But what about those devious deviant fags and their radical gay lifestyle agenda? Let me put it this way: a parliamentary figure in Uganda is pushing a law that would impose the death penalty for homosexuality, and he's supported by many conservatives in the US, though they claim that the death penalty is a bit much, preferring the clearly reasonable approach of imprisonment and conversion.

Games shouldn't be developed just to represent this or that group, but the developers should ask themselves what sort of world they are creating, what that world reflects, and what it teaches.

10 comments:

Leah said...

you know, I actually kinda agree with Adam. and I think he's getting more and more offensive because he's being pushed more and more and as someone with a tendency to push back when pushed, I can relate.

where do you draw the line? where do you say: "ok, we got enough, lets just enjoy what we have achieved?" when does choice, morph into another kind of lack of choice?

to me fighting for equal opportunity is not the same as fighting for equal representation. One implies choice, while other forces quotas. I need to read up on affirmative action some more, because right now the most vivid example of it that I have is an episode of ER, where Dr Benton finds out that he was accepted into surgical program over candidates with better test results, because they didn't have enough black students. Sure it payed off in the end, but the bitterness he felt made me like him more as a character. and then of course there was an article in my old college's newspaper lamenting how several faculties had little to no black professors. and its not like they were bared from being professors in those fields, there just weren't as many of them working in those fields.

its going to far, sorry. give equal opportunity. don't request equal numbers, because having equal opportunity shouldn't mean being forced into roles you may not wish perform, just to create equal numbers.

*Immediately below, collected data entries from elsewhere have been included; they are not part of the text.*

//! Read-only views of the site configuration for rendering code.
//!
//! Templates and components never reach for configuration on their own. The
//! generate stage builds one [`SiteMetadata`] per build and passes it (or
//! one of the narrowed slices it hands out) down explicitly, which keeps
//! every render function a pure function of its arguments.
//!
//! URL helpers live here too, because they depend on `url` and
//! `path_prefix` and nothing else:
//!
//! ```text
//! path_prefix = "/blog/"
//! url_for("/")              → /blog/
//! url_for("/posts/heroku")  → /blog/posts/heroku/
//! absolute_url("/posts")    → https://example.com/blog/posts/
//! ```

use crate::config::{Author, GardenEntry, MenuItem, Project, SiteConfig, WorkItem, is_external};
use crate::contacts::{PublishedContact, published_contacts};
use crate::naming::normalize_slug;

#[derive(Debug, Clone, Copy)]
pub struct SiteMetadata<'a> {
    config: &'a SiteConfig,
}

impl<'a> SiteMetadata<'a> {
    pub fn new(config: &'a SiteConfig) -> Self {
        Self { config }
    }

    pub fn title(&self) -> &'a str {
        &self.config.title
    }

    pub fn subtitle(&self) -> &'a str {
        &self.config.subtitle
    }

    pub fn copyright(&self) -> &'a str {
        &self.config.copyright
    }

    pub fn site_url(&self) -> &'a str {
        self.config.url.trim_end_matches('/')
    }

    pub fn google_analytics_id(&self) -> Option<&'a str> {
        self.config
            .google_analytics_id
            .as_deref()
            .filter(|id| !id.trim().is_empty())
    }

    pub fn disqus_shortname(&self) -> Option<&'a str> {
        self.config
            .disqus_shortname
            .as_deref()
            .filter(|s| !s.trim().is_empty())
    }

    pub fn posts_per_page(&self) -> usize {
        self.config.posts_per_page
    }

    pub fn menu(&self) -> &'a [MenuItem] {
        &self.config.menu
    }

    pub fn author(&self) -> &'a Author {
        &self.config.author
    }

    /// Author contacts after the placeholder rule.
    pub fn contacts(&self) -> Vec<PublishedContact<'a>> {
        published_contacts(&self.config.author.contacts)
    }

    pub fn projects(&self) -> &'a [Project] {
        &self.config.projects
    }

    pub fn recent_work(&self) -> &'a [WorkItem] {
        &self.config.recent_work
    }

    pub fn garden(&self) -> &'a [GardenEntry] {
        &self.config.digital_garden
    }

    pub fn contact_endpoint(&self) -> Option<&'a str> {
        let endpoint = self.config.contact.endpoint.trim();
        (!endpoint.is_empty()).then_some(endpoint)
    }

    pub fn contact_form_name(&self) -> &'a str {
        &self.config.contact.form_name
    }

    /// `<title>` text for a document: `"{doc} - {site}"`.
    pub fn page_title(&self, doc_title: &str) -> String {
        format!("{doc_title} - {}", self.config.title)
    }

    /// Site-relative href for a slug, honouring `path_prefix`.
    ///
    /// Pages are written as `{slug}/index.html`, so non-root hrefs end in `/`.
    pub fn url_for(&self, slug: &str) -> String {
        let slug = normalize_slug(slug);
        let prefix = &self.config.path_prefix;
        if slug == "/" {
            prefix.clone()
        } else {
            format!("{prefix}{}/", slug.trim_start_matches('/'))
        }
    }

    /// Href for a config-supplied path: external links pass through.
    pub fn href(&self, path: &str) -> String {
        if is_external(path) {
            path.trim().to_string()
        } else {
            self.url_for(path)
        }
    }

    /// Absolute URL for a slug, for feeds, the sitemap and `og:url`.
    pub fn absolute_url(&self, slug: &str) -> String {
        format!("{}{}", self.site_url(), self.url_for(slug))
    }

    /// Absolute URL for an asset path like `/media/photo.jpg`.
    ///
    /// Already-absolute URLs are returned unchanged.
    pub fn absolute_asset(&self, path: &str) -> String {
        let path = path.trim();
        if path.starts_with("http://") || path.starts_with("https://") {
            return path.to_string();
        }
        format!(
            "{}{}{}",
            self.site_url(),
            self.config.path_prefix,
            path.trim_start_matches('/')
        )
    }

    /// Href for a site asset like `/photo.jpg`, honouring `path_prefix`.
    pub fn asset(&self, path: &str) -> String {
        let path = path.trim();
        if path.starts_with("http://") || path.starts_with("https://") {
            return path.to_string();
        }
        format!("{}{}", self.config.path_prefix, path.trim_start_matches('/'))
    }
}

and what exactly is wrong with emotional princesses?
I love Mercedes Lackey, partly because she's a wonderful writer and partly because I can cite her as an example as a better illustration of whatever point I'm trying to make. in this case - this story comes to mind
https://www.ebookwise.com/ebooks/b38767/Different-Kind-of-Courage-/Mercedes-Lackey/?si=43

Ratshag said...

Insisting what when ya flips a quarter, ya get heads the first time, then tails, then heads, then tails, forevers, would be silly. But I does expect what if the quarter be fair, and ain't gimmicked in some way, what if I flips it a buncha times, I's gonna get about the same number of each, give er take a bit. If I get four heads fer every tail, though, then I's gonna say somethin's wrong with me quarter. And anybody tries fer ta tell me the quarter's fine, don't git yer knickers in a twist, I gonna tell him his head ain't right.

Now, we looks at Azeroth. City guards is about 50-50. Named questgivers is about 50-50. But ya gets ta faction leaders, the buggers what has actual backstories? Is more like 80-20 or 90-10. I don't gotta be demandings an exact down ta the millimeter 50-50 parity ta be able ta say, "sumthin's outta balance". 'Cause it clearly is. Tellin' me it ain't wonky, 'cause that's how it were in Conan or medieval France, or 'cause girls made fun of dorks in high school, just makes me think ya got a screw loose.

So, yer evidence what black people don't face active discrimination is one episode of a fictional television show, what happens to be written, directed, and produced by white men? Do you not see the irony there?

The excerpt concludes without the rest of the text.